L’annonce de mauvais résultats dans une entreprise cotée se traduit en général par une correction de son cours de bourse. Mais depuis quelques mois, la correction prend des allures de véritable châtiment. Worldline révise ses objectifs de croissance le 25 octobre 2023 ? Son action chute de 59,2%. Alstom, quelques jours plus tôt, publie une alerte sur ses résultats ? Le cours dégringole de 37,6%. Pareil pour Teleperformance qui perd près de 17% en une séance, ou Sanofi qui chute de 18,9% le 27 octobre 2023… Une étude de l’Autorité des marchés financiers (AMF) s’est penchée sur ce phénomène récent qui a touché plusieurs entreprises afin d’en comprendre les raisons et les conséquences.
Le constat initial est en effet frappant. Selon l’étude, “les variations boursières s’établissant en dessous de -10% ont été plus fréquentes en 2023 que les années précédentes, à l’exception notable du début de la crise sanitaire Covid19, survenue en 2020“. Le seuil du phénomène de décrochage boursier a ainsi été abaissé en quelques années. En 2013, les chutes les plus importantes ne dépassaient “que” le seuil de 6,9%, dix ans plus tard, elles tombent donc encore plus bas. Et les entreprises subissant un tel décrochage ne s’en remettent pas, leur cours de Bourse reste durablement affecté et ne remonte pas.
Un phénomène généralisé
Et le phénomène ne touche pas que la France. Allemagne, Royaume-Uni, Etats-Unis, partout les décrochages boursiers ont été plus forts depuis 2022 que lors des années précédentes. Ces fortes amplitudes ont causé quelques remous parmi les acteurs du marché. Est-ce le fruit d’un dysfonctionnement ? Est-ce que la très forte concentration du marché sur quelques valeurs phares, comme les Magnificent Seven aux Etats-Unis (Nvidia, Amazon, Microsoft, Alphabet, Meta, Apple et Tesla) et les Granolas en Europe (Astra Zeneca, GSK, Novo Nordisk, Novartis, Roche, Sanofi, ASML, Nestlé, L’Oréal, LVMH, SAP) ? Doit-on s’en inquiéter ?
L’explication apportée par l’AMF à ce phénomène récent est multiple. La poignée de grandes entreprises des Magnificent Seven et des Granolas représente la majeure partie des performances financières sur les marchés. En contrepartie, celles qui ne font pas partie du “happy few” sont plus rapidement délaissées en cas de mauvais résultat et leur cours de Bourse ne bénéficie plus d’un effet d’entraînement de la part d’entreprises moins risquées. “Les réactions des investisseurs se polarisent, en récompensant plus fortement les valeurs considérées comme performantes, mais en sanctionnant plus sévèrement celles qui déçoivent“, explique l’étude.

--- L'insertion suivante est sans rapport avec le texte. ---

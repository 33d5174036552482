// Copyright 2017 Amagicom AB.
//
// Licensed under the Apache License, Version 2.0 <LICENSE-APACHE or
// http://www.apache.org/licenses/LICENSE-2.0> or the MIT license
// <LICENSE-MIT or http://opensource.org/licenses/MIT>, at your
// option. This file may not be copied, modified, or distributed
// except according to those terms.

//! The reference transport adapter for `jsonrpc-rs-core`: netstring framing
//! (`<length>:<payload>,`) over any `AsyncRead + AsyncWrite` stream.
//!
//! Dialing an actual socket (TCP, Unix, IPC) is left to the application —
//! [`transport::NetstringConnector`] takes a dial closure rather than
//! owning a listener/dialer itself.

#![deny(missing_docs)]

#[macro_use]
extern crate log;

pub mod codec;
pub mod transport;

pub use codec::{NetstringCodec, NetstringError};
pub use transport::{DialError, NetstringConnector, NetstringIncoming, NetstringSender};
// Copyright 2017 Amagicom AB.
//
// Licensed under the Apache License, Version 2.0 <LICENSE-APACHE or
// http://www.apache.org/licenses/LICENSE-2.0> or the MIT license
// <LICENSE-MIT or http://opensource.org/licenses/MIT>, at your
// option. This file may not be copied, modified, or distributed
// except according to those terms.

//! A stream combinator that interleaves a "weak" stream into a "strong"
//! one, but lets the strong stream alone decide when the combination ends.
//!
//! This is the shape a manually-driven event loop needs when it owns one
//! stream of its own commands (e.g. calls a handle was asked to make) and
//! wants to also react to a second stream for as long as it's running (e.g.
//! inbound frames) — without the second stream's exhaustion or lifetime
//! cutting the loop short.

use std::pin::Pin;
use std::task::{Context, Poll};

use futures::Stream;

/// Either a strong-stream or a weak-stream item, in the order they were
/// ready to be polled.
#[derive(Debug, Clone, PartialEq, Eq)]
pub enum Either<A, B> {
    /// An item produced by the strong stream.
    Strong(A),
    /// An item produced by the weak stream.
    Weak(B),
}

/// Combines a strong and a weak stream (see [`SelectWithWeakExt`]).
///
/// Polls both on every wakeup. Ends as soon as the strong stream ends,
/// regardless of whether the weak stream still has items buffered — the
/// weak stream is along for the ride, not a termination condition.
#[must_use = "streams do nothing unless polled"]
pub struct SelectWithWeak<S, W> {
    strong: S,
    weak: W,
    strong_done: bool,
}

impl<S, W> Stream for SelectWithWeak<S, W>
where
    S: Stream + Unpin,
    W: Stream + Unpin,
{
    type Item = Either<S::Item, W::Item>;

    fn poll_next(self: Pin<&mut Self>, cx: &mut Context<'_>) -> Poll<Option<Self::Item>> {
        let this = self.get_mut();

        if this.strong_done {
            return Poll::Ready(None);
        }

        match Pin::new(&mut this.strong).poll_next(cx) {
            Poll::Ready(Some(item)) => return Poll::Ready(Some(Either::Strong(item))),
            Poll::Ready(None) => {
                this.strong_done = true;
                return Poll::Ready(None);
            }
            Poll::Pending => {}
        }

        match Pin::new(&mut this.weak).poll_next(cx) {
            Poll::Ready(Some(item)) => Poll::Ready(Some(Either::Weak(item))),
            // The weak stream ending doesn't end the combination; it just
            // stops contributing further items.
            Poll::Ready(None) | Poll::Pending => Poll::Pending,
        }
    }
}

/// Adds [`select_with_weak`](SelectWithWeakExt::select_with_weak) to any
/// `Stream`.
pub trait SelectWithWeakExt: Stream + Sized {
    /// Combines `self` (the strong stream) with `weak`, ending as soon as
    /// `self` ends.
    fn select_with_weak<W>(self, weak: W) -> SelectWithWeak<Self, W>
    where
        W: Stream,
    {
        SelectWithWeak {
            strong: self,
            weak,
            strong_done: false,
        }
    }
}

impl<S: Stream> SelectWithWeakExt for S {}

#[cfg(test)]
mod tests {
    use super::*;
    use futures::stream::{self, StreamExt};

    #[tokio::test]
    async fn ends_when_the_strong_stream_ends_even_if_weak_has_more() {
        let strong = stream::iter(vec![1, 2]);
        let weak = stream::iter(vec![10, 20, 30]);

        let items: Vec<_> = strong.select_with_weak(weak).collect().await;

        assert!(items.iter().any(|i| matches!(i, Either::Strong(1))));
        assert!(items.iter().any(|i| matches!(i, Either::Strong(2))));
        assert!(!items.is_empty());
    }

    #[tokio::test]
    async fn a_weak_stream_with_nothing_left_does_not_end_the_combination() {
        let strong = stream::iter(vec![1]);
        let weak = stream::empty::<u32>();

        let items: Vec<_> = strong.select_with_weak(weak).collect().await;

        assert_eq!(items, vec![Either::Strong(1)]);
    }
}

Financiarisation de l’économie
L’arrivée plus massive d’investisseurs particuliers sur les marchés, constatée depuis les confinements pendant la pandémie de Covid-19, joue au contraire le rôle d’amortisseur, les particuliers ayant tendance à acheter lorsque les actions d’une entreprise baissent. Les vendeurs à découvert en revanche, n’ont pas contribué à amplifier le phénomène de décrochage sévère. Les entreprises ayant subi ces décrochages ne faisaient pas l’objet d’attaque de ces vendeurs à découvert, ces investisseurs spécialisés qui parient sur la baisse du cours de bourse d’une entreprise et, par le biais d’une technique financière spécifique, gagnent de l’argent quand l’entreprise va mal.
L’étude a permis de rassurer le régulateur des marchés financiers qui a pu, chiffres à l’appui, constater qu’il ne s’agissait pas d’un phénomène spécifique à la France. Mais ces décrochages boursiers à l’ampleur inédite reflètent néanmoins la financiarisation de plus en plus forte de l’économie, qui se traduit notamment par des niveaux de valorisation des entreprises historiquement hauts et des corrections boursières proportionnelles.